-- Material supplied follows --

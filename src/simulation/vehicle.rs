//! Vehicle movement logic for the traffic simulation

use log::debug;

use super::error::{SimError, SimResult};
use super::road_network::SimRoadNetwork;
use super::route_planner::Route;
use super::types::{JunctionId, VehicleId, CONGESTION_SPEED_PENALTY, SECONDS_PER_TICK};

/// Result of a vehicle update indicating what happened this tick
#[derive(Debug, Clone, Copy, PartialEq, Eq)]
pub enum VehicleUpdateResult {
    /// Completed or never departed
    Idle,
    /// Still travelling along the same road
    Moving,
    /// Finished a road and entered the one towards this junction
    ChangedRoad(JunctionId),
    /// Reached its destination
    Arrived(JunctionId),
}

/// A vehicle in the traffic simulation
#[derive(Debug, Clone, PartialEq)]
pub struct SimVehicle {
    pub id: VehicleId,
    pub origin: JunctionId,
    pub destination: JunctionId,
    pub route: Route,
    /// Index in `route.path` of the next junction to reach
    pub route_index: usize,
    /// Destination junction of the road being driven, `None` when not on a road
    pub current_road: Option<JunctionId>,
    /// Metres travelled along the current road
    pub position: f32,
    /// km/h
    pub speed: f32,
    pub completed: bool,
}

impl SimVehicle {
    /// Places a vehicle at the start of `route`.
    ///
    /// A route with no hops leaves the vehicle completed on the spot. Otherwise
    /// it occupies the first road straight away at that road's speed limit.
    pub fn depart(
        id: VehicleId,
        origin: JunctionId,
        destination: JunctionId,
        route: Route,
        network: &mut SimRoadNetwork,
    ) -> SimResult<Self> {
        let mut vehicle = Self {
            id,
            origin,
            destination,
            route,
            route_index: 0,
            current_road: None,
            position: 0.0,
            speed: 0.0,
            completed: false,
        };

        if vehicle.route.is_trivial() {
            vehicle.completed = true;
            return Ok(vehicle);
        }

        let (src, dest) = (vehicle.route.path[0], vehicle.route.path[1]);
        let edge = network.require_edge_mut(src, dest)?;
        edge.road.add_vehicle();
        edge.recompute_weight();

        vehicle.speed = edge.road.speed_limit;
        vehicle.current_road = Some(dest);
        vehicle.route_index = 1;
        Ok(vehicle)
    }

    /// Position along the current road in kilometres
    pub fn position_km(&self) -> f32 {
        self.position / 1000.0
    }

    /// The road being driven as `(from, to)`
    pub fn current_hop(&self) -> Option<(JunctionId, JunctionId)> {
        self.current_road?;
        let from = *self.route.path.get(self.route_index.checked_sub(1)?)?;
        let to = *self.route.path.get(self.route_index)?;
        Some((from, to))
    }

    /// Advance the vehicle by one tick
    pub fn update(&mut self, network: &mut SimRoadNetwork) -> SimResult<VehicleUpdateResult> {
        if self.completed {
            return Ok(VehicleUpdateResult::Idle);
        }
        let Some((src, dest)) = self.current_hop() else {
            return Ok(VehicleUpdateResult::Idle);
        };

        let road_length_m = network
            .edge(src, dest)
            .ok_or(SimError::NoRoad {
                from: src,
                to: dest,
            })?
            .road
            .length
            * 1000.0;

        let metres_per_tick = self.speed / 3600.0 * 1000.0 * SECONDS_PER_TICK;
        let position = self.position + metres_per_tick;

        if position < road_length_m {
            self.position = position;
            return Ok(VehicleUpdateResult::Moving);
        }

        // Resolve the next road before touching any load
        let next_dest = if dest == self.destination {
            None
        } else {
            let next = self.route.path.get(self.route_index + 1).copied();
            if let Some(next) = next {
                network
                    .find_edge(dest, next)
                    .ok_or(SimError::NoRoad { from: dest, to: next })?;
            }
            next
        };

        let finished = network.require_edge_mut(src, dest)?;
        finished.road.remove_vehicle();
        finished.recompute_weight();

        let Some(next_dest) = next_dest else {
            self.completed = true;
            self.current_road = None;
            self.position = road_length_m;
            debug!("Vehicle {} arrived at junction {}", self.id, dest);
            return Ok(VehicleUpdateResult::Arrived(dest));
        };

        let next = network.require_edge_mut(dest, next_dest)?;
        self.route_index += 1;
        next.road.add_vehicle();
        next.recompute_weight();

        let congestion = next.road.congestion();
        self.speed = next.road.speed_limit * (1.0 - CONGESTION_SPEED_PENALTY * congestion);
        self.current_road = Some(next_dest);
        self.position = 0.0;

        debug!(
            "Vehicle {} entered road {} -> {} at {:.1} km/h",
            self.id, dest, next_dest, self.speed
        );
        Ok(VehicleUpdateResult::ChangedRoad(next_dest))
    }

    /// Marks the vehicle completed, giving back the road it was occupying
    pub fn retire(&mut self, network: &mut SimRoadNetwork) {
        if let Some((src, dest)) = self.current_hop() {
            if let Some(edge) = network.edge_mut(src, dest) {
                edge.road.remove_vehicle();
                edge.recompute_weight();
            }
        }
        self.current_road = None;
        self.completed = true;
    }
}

-- Material supplied concluded --

> [What to work on]:
From the line containing "return Ok(VehicleUpdateResult::Arrived(dest));" down to the last line of the data, transcribe every line exactly; nothing else should appear.

> [Exercise response]:
            return Ok(VehicleUpdateResult::Arrived(dest));
        };

        let next = network.require_edge_mut(dest, next_dest)?;
        self.route_index += 1;
        next.road.add_vehicle();
        next.recompute_weight();

        let congestion = next.road.congestion();
        self.speed = next.road.speed_limit * (1.0 - CONGESTION_SPEED_PENALTY * congestion);
        self.current_road = Some(next_dest);
        self.position = 0.0;

        debug!(
            "Vehicle {} entered road {} -> {} at {:.1} km/h",
            self.id, dest, next_dest, self.speed
        );
        Ok(VehicleUpdateResult::ChangedRoad(next_dest))
    }

    /// Marks the vehicle completed, giving back the road it was occupying
    pub fn retire(&mut self, network: &mut SimRoadNetwork) {
        if let Some((src, dest)) = self.current_hop() {
            if let Some(edge) = network.edge_mut(src, dest) {
                edge.road.remove_vehicle();
                edge.recompute_weight();
            }
        }
        self.current_road = None;
        self.completed = true;
    }
}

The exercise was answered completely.